### [RECORDS FOR THIS TASK]
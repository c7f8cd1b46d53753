//! Tests for app_events

use std::time::{Duration, Instant};

use crossterm::event::{
    Event, KeyCode, KeyEventKind, KeyEventState, KeyModifiers, MouseButton, MouseEvent,
    MouseEventKind,
};
use proptest::prelude::*;

use crate::app::{EMPTY_TICKER_MESSAGE, Focus};
use crate::layout::LayoutRegions;
use crate::search::Suggestion;
use crate::test_utils::test_helpers::{connected_app, key, key_with_mods, test_app};

fn ms(n: u64) -> Duration {
    Duration::from_millis(n)
}

fn type_text(app: &mut crate::app::App, text: &str, now: Instant) {
    for c in text.chars() {
        app.handle_key_event(key(KeyCode::Char(c)), now);
    }
}

#[test]
fn test_typing_schedules_single_search() {
    let (mut app, mut request_rx, _response_tx) = connected_app();
    let start = Instant::now();

    app.handle_key_event(key(KeyCode::Char('a')), start);
    app.handle_key_event(key(KeyCode::Char('m')), start + ms(100));
    app.handle_key_event(key(KeyCode::Char('z')), start + ms(200));

    app.tick(start + ms(450));
    assert!(request_rx.try_recv().is_err());

    app.tick(start + ms(500));
    let request = request_rx.try_recv().unwrap();
    assert_eq!(request.query, "amz");
    assert!(request_rx.try_recv().is_err());
}

#[test]
fn test_deleting_to_empty_hides_panel() {
    let (mut app, mut request_rx, _response_tx) = connected_app();
    let start = Instant::now();
    type_text(&mut app, "a", start);
    app.autocomplete
        .set_suggestions(vec![Suggestion::new("A", "Agilent Technologies")]);

    app.handle_key_event(key(KeyCode::Backspace), start + ms(50));
    app.tick(start + ms(1000));

    assert!(!app.autocomplete.is_visible());
    assert!(request_rx.try_recv().is_err());
}

#[test]
fn test_cursor_movement_does_not_search() {
    let (mut app, mut request_rx, _response_tx) = connected_app();
    let start = Instant::now();
    type_text(&mut app, "ge", start);
    app.tick(start + ms(300));
    let _ = request_rx.try_recv();

    app.handle_key_event(key(KeyCode::Left), start + ms(400));
    app.tick(start + ms(1000));

    assert!(request_rx.try_recv().is_err());
}

#[test]
fn test_enter_with_empty_ticker_shows_alert() {
    let mut app = test_app();

    app.handle_key_event(key(KeyCode::Enter), Instant::now());

    assert_eq!(app.alert.message(), Some(EMPTY_TICKER_MESSAGE));
    assert!(!app.should_quit());
}

#[test]
fn test_alert_blocks_other_keys_until_dismissed() {
    let mut app = test_app();
    let now = Instant::now();
    app.handle_key_event(key(KeyCode::Enter), now);

    app.handle_key_event(key(KeyCode::Char('x')), now);
    assert_eq!(app.ticker(), "");
    assert!(app.alert.is_visible());

    app.handle_key_event(key(KeyCode::Enter), now);
    assert!(!app.alert.is_visible());
    assert!(!app.should_quit());

    app.handle_key_event(key(KeyCode::Char('x')), now);
    assert_eq!(app.ticker(), "x");
}

#[test]
fn test_alert_dismissed_with_esc_does_not_quit() {
    let mut app = test_app();
    let now = Instant::now();
    app.handle_key_event(key(KeyCode::Enter), now);

    app.handle_key_event(key(KeyCode::Esc), now);

    assert!(!app.alert.is_visible());
    assert!(!app.should_quit());
}

#[test]
fn test_alert_blocks_mouse_clicks() {
    let mut app = test_app();
    app.layout_regions = LayoutRegions {
        password_toggle: Some(ratatui::layout::Rect::new(34, 4, 6, 3)),
        ..LayoutRegions::default()
    };
    app.alert.show(EMPTY_TICKER_MESSAGE);

    app.handle_event(left_click(36, 5), Instant::now());

    assert!(app.password.is_masked());
}

#[test]
fn test_enter_with_ticker_submits() {
    let mut app = test_app();
    let now = Instant::now();
    type_text(&mut app, "NVDA", now);

    app.handle_key_event(key(KeyCode::Enter), now);

    assert!(app.should_quit());
    assert_eq!(app.output.as_deref(), Some("NVDA"));
}

#[test]
fn test_esc_hides_panel_then_quits() {
    let mut app = test_app();
    let now = Instant::now();
    app.autocomplete
        .set_suggestions(vec![Suggestion::new("NVDA", "NVIDIA Corporation")]);

    app.handle_key_event(key(KeyCode::Esc), now);
    assert!(!app.autocomplete.is_visible());
    assert!(!app.should_quit());

    app.handle_key_event(key(KeyCode::Esc), now);
    assert!(app.should_quit());
    assert!(app.output.is_none());
}

#[test]
fn test_esc_quits_after_click_on_input_before_results() {
    let mut app = test_app();
    let now = Instant::now();
    app.layout_regions = LayoutRegions {
        ticker_input: Some(ratatui::layout::Rect::new(0, 1, 80, 3)),
        ..LayoutRegions::default()
    };
    type_text(&mut app, "A", now);

    app.handle_event(left_click(5, 2), now);
    assert!(!app.autocomplete.is_visible());

    app.handle_key_event(key(KeyCode::Esc), now);
    assert!(app.should_quit());
}

#[test]
fn test_ctrl_c_quits_without_output() {
    let mut app = test_app();
    let now = Instant::now();
    type_text(&mut app, "IBM", now);

    app.handle_key_event(key_with_mods(KeyCode::Char('c'), KeyModifiers::CONTROL), now);

    assert!(app.should_quit());
    assert!(app.output.is_none());
}

#[test]
fn test_tab_moves_focus_to_password() {
    let mut app = test_app();
    let now = Instant::now();

    app.handle_key_event(key(KeyCode::Tab), now);
    type_text(&mut app, "pw", now);

    assert_eq!(app.focus, Focus::Password);
    assert_eq!(app.password.value(), "pw");
    assert_eq!(app.ticker(), "");
}

#[test]
fn test_ctrl_t_toggles_password_visibility() {
    let mut app = test_app();
    let now = Instant::now();
    app.handle_key_event(key(KeyCode::Tab), now);

    app.handle_key_event(key_with_mods(KeyCode::Char('t'), KeyModifiers::CONTROL), now);
    assert!(!app.password.is_masked());

    app.handle_key_event(key_with_mods(KeyCode::Char('t'), KeyModifiers::CONTROL), now);
    assert!(app.password.is_masked());
    assert_eq!(app.password.value(), "");
}

#[test]
fn test_key_release_is_ignored() {
    let mut app = test_app();
    let mut release = key(KeyCode::Char('q'));
    release.kind = KeyEventKind::Release;
    release.state = KeyEventState::NONE;

    app.handle_event(Event::Key(release), Instant::now());

    assert_eq!(app.ticker(), "");
}

#[test]
fn test_paste_into_ticker_schedules_search() {
    let (mut app, mut request_rx, _response_tx) = connected_app();
    let start = Instant::now();

    app.handle_event(Event::Paste("brk\n".to_string()), start);
    app.tick(start + ms(300));

    assert_eq!(app.ticker(), "brk ");
    assert_eq!(request_rx.try_recv().unwrap().query, "brk");
}

fn left_click(column: u16, row: u16) -> Event {
    Event::Mouse(MouseEvent {
        kind: MouseEventKind::Down(MouseButton::Left),
        column,
        row,
        modifiers: KeyModifiers::NONE,
    })
}

// Typing any text and submitting succeeds exactly when the text has a non-space character
proptest! {
    #![proptest_config(ProptestConfig::with_cases(100))]

    #[test]
    fn prop_submit_blocked_iff_blank(text in "[a-zA-Z ]{0,12}") {
        let mut app = test_app();
        let now = Instant::now();
        type_text(&mut app, &text, now);

        app.handle_key_event(key(KeyCode::Enter), now);

        let blank = text.trim().is_empty();
        prop_assert_eq!(app.alert.is_visible(), blank);
        prop_assert_eq!(app.should_quit(), !blank);
    }
}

### [WHAT THE TASK REQUIRES]
Note how many lines of the listing above contain the string "unwrap", and give that number with nothing added.

### [ANSWER TO THIS TASK]
2